● **INSTRUCTIONS TO FOLLOW**:
A single number is wanted: how many lines of the records below contain the word "users".

[Collected data entries]
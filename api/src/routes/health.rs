use crate::AppState;
use axum::{Json, extract::State};
use chrono::Utc;

/// GET /api/health
/// Response: 200 OK with JSON, including how much the store currently holds
pub async fn health_check(State(state): State<AppState>) -> Json<serde_json::Value> {
    let (users, posts) = state.store.counts().await;

    Json(serde_json::json!({
      "status": "healthy",
      "timestamp": Utc::now().timestamp(),
      "users": users,
      "posts": posts
    }))
}
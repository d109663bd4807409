use chrono::{DateTime, Utc};
use serde::{Deserialize, Serialize};
use std::collections::BTreeSet;

pub type UserId = u64;

#[derive(Debug, Clone, Serialize, Deserialize)]
#[serde(rename_all = "camelCase")]
pub struct User {
    pub id: UserId,
    pub username: String,
    pub joined_at: DateTime<Utc>,
    pub followers: BTreeSet<UserId>,
    pub following: BTreeSet<UserId>,
}

impl User {
    pub fn new(id: UserId, username: String) -> Self {
        Self {
            id,
            username,
            joined_at: Utc::now(),
            followers: BTreeSet::new(),
            following: BTreeSet::new(),
        }
    }

    /// Usernames are unique ignoring case.
    pub fn has_username(&self, username: &str) -> bool {
        self.username.to_lowercase() == username.to_lowercase()
    }
}
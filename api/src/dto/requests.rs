use crate::models::UserId;
use serde::Deserialize;
use validator::Validate;

// Fields are optional so that a missing key reaches the validator and
// produces the same message as an empty one.

#[derive(Debug, Validate, Deserialize)]
pub struct RegisterRequest {
    #[validate(
        required(message = "Username is required"),
        length(min = 1, message = "Username is required")
    )]
    pub username: Option<String>,
}

#[derive(Debug, Validate, Deserialize)]
pub struct LoginRequest {
    #[validate(
        required(message = "Username is required"),
        length(min = 1, message = "Username is required")
    )]
    pub username: Option<String>,
}

#[derive(Debug, Validate, Deserialize)]
#[serde(rename_all = "camelCase")]
pub struct FollowRequest {
    #[validate(
        required(message = "Current User ID required"),
        range(min = 1, message = "Current User ID required")
    )]
    pub current_user_id: Option<UserId>,
}

#[derive(Debug, Validate, Deserialize)]
#[serde(rename_all = "camelCase")]
pub struct CreatePostRequest {
    #[validate(
        required(message = "Missing fields"),
        range(min = 1, message = "Missing fields")
    )]
    pub user_id: Option<UserId>,
    #[validate(
        required(message = "Missing fields"),
        length(min = 1, message = "Missing fields")
    )]
    pub content: Option<String>,
}

#[derive(Debug, Validate, Deserialize)]
#[serde(rename_all = "camelCase")]
pub struct LikeRequest {
    #[validate(
        required(message = "User ID required"),
        range(min = 1, message = "User ID required")
    )]
    pub user_id: Option<UserId>,
}

#[derive(Debug, Validate, Deserialize)]
#[serde(rename_all = "camelCase")]
pub struct CommentRequest {
    #[validate(
        required(message = "Missing fields"),
        range(min = 1, message = "Missing fields")
    )]
    pub user_id: Option<UserId>,
    #[validate(
        required(message = "Missing fields"),
        length(min = 1, message = "Missing fields")
    )]
    pub text: Option<String>,
}

/// GET /api/users/{id}?viewerId=...
#[derive(Debug, Default, Deserialize)]
#[serde(rename_all = "camelCase")]
pub struct ProfileParams {
    pub viewer_id: Option<String>,
}

impl ProfileParams {
    /// The viewing user, if the query names one. A value that is not an id
    /// counts as no viewer.
    pub fn viewer(&self) -> Option<UserId> {
        self.viewer_id.as_deref().and_then(|id| id.parse().ok())
    }
}
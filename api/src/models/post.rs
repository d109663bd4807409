use super::UserId;
use chrono::{DateTime, Utc};
use serde::{Deserialize, Serialize};
use std::collections::BTreeSet;

pub type PostId = u64;
pub type CommentId = u64;

/// A status update. `username` is the author's name at the time of posting.
#[derive(Debug, Clone, Serialize, Deserialize)]
#[serde(rename_all = "camelCase")]
pub struct Post {
    pub id: PostId,
    pub user_id: UserId,
    pub username: String,
    pub content: String,
    pub timestamp: DateTime<Utc>,
    pub likes: BTreeSet<UserId>,
    pub comments: Vec<Comment>,
}

#[derive(Debug, Clone, Serialize, Deserialize)]
#[serde(rename_all = "camelCase")]
pub struct Comment {
    pub id: CommentId,
    pub user_id: UserId,
    pub username: String,
    pub text: String,
    pub timestamp: DateTime<Utc>,
}
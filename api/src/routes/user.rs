use crate::{
    AppState,
    dto::{
        FollowRequest, FollowResponse, LoginRequest, ProfileParams, ProfileResponse,
        RegisterRequest,
    },
    errors::ApiError,
    extract::{Json, Path, Query},
    models::{User, UserId},
};
use axum::{extract::State, http::StatusCode};
use tracing::info;
use validator::Validate;

/// POST /api/register
/// Body: { "username": "..." }
pub async fn register(
    State(state): State<AppState>,
    Json(payload): Json<RegisterRequest>,
) -> Result<(StatusCode, Json<User>), ApiError> {
    payload.validate()?;
    let username = payload.username.unwrap_or_default();

    let user = state.store.register(&username).await?;

    info!(user_id = user.id, username = %user.username, "New user registered");

    Ok((StatusCode::CREATED, Json(user)))
}

/// POST /api/login
/// Body: { "username": "..." }
pub async fn login(
    State(state): State<AppState>,
    Json(payload): Json<LoginRequest>,
) -> Result<Json<User>, ApiError> {
    payload.validate()?;
    let username = payload.username.unwrap_or_default();

    let user = state.store.login(&username).await?;

    info!(user_id = user.id, "User logged in");

    Ok(Json(user))
}

/// GET /api/users/{id}?viewerId=...
pub async fn get_profile(
    State(state): State<AppState>,
    Path(id): Path<UserId>,
    Query(params): Query<ProfileParams>,
) -> Result<Json<ProfileResponse>, ApiError> {
    let profile = state.store.profile(id, params.viewer()).await?;

    Ok(Json(profile))
}

/// POST /api/users/{id}/follow
/// Body: { "currentUserId": 1 }
pub async fn toggle_follow(
    State(state): State<AppState>,
    Path(target): Path<UserId>,
    Json(payload): Json<FollowRequest>,
) -> Result<Json<FollowResponse>, ApiError> {
    payload.validate()?;
    let follower = payload.current_user_id.unwrap_or_default();

    let status = state.store.toggle_follow(target, follower).await?;

    info!(
        follower,
        target,
        is_following = status.is_following,
        "Follow toggled"
    );

    Ok(Json(status))
}
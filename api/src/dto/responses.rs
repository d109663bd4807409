use crate::models::{Post, User, UserId};
use chrono::{DateTime, Utc};
use serde::Serialize;

/// Public summary of a user plus their own posts, newest first.
#[derive(Debug, Serialize)]
#[serde(rename_all = "camelCase")]
pub struct ProfileResponse {
    pub id: UserId,
    pub username: String,
    pub followers_count: usize,
    pub following_count: usize,
    pub joined_at: DateTime<Utc>,
    /// Only present when the request names a viewer.
    #[serde(skip_serializing_if = "Option::is_none")]
    pub is_following: Option<bool>,
    pub posts: Vec<Post>,
}

impl ProfileResponse {
    pub fn new(user: &User, viewer: Option<UserId>, posts: Vec<Post>) -> Self {
        Self {
            id: user.id,
            username: user.username.clone(),
            followers_count: user.followers.len(),
            following_count: user.following.len(),
            joined_at: user.joined_at,
            is_following: viewer.map(|viewer| user.followers.contains(&viewer)),
            posts,
        }
    }
}

#[derive(Debug, Clone, Copy, PartialEq, Eq, Serialize)]
#[serde(rename_all = "camelCase")]
pub struct FollowResponse {
    pub success: bool,
    pub is_following: bool,
    pub followers_count: usize,
}

#[derive(Debug, Clone, Copy, PartialEq, Eq, Serialize)]
#[serde(rename_all = "camelCase")]
pub struct LikeResponse {
    pub likes: usize,
    pub is_liked: bool,
}
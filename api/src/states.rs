use crate::store::Store;
use std::sync::Arc;

// ============================================================================
// APPLICATION STATE - Shared data across all requests
// ============================================================================
/// Cloned into every handler; all clones point at the same [`Store`].
#[derive(Clone, Default)]
pub struct AppState {
    pub store: Arc<Store>,
}

impl AppState {
    pub fn new() -> Self {
        Self::default()
    }
}
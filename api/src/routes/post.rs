use crate::{
    AppState,
    dto::{CommentRequest, CreatePostRequest, LikeRequest, LikeResponse},
    errors::ApiError,
    extract::{Json, Path},
    models::{Comment, Post, PostId},
};
use axum::{extract::State, http::StatusCode};
use tracing::info;
use validator::Validate;

/// GET /api/posts
pub async fn get_feed(State(state): State<AppState>) -> Json<Vec<Post>> {
    Json(state.store.feed().await)
}

/// POST /api/posts
/// Body: { "userId": 1, "content": "..." }
pub async fn create_post(
    State(state): State<AppState>,
    Json(payload): Json<CreatePostRequest>,
) -> Result<(StatusCode, Json<Post>), ApiError> {
    payload.validate()?;
    let user_id = payload.user_id.unwrap_or_default();
    let content = payload.content.unwrap_or_default();

    let post = state.store.create_post(user_id, &content).await?;

    info!(post_id = post.id, user_id, "Post created");

    Ok((StatusCode::CREATED, Json(post)))
}

/// POST /api/posts/{id}/like
/// Body: { "userId": 1 }
pub async fn toggle_like(
    State(state): State<AppState>,
    Path(post_id): Path<PostId>,
    Json(payload): Json<LikeRequest>,
) -> Result<Json<LikeResponse>, ApiError> {
    payload.validate()?;
    let user_id = payload.user_id.unwrap_or_default();

    let status = state.store.toggle_like(post_id, user_id).await?;

    info!(post_id, user_id, is_liked = status.is_liked, "Like toggled");

    Ok(Json(status))
}

/// POST /api/posts/{id}/comment
/// Body: { "userId": 1, "text": "..." }
pub async fn add_comment(
    State(state): State<AppState>,
    Path(post_id): Path<PostId>,
    Json(payload): Json<CommentRequest>,
) -> Result<(StatusCode, Json<Comment>), ApiError> {
    payload.validate()?;
    let user_id = payload.user_id.unwrap_or_default();
    let text = payload.text.unwrap_or_default();

    let comment = state.store.add_comment(post_id, user_id, &text).await?;

    info!(post_id, comment_id = comment.id, user_id, "Comment added");

    Ok((StatusCode::CREATED, Json(comment)))
}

● **SOLVED PROBLEM**:
5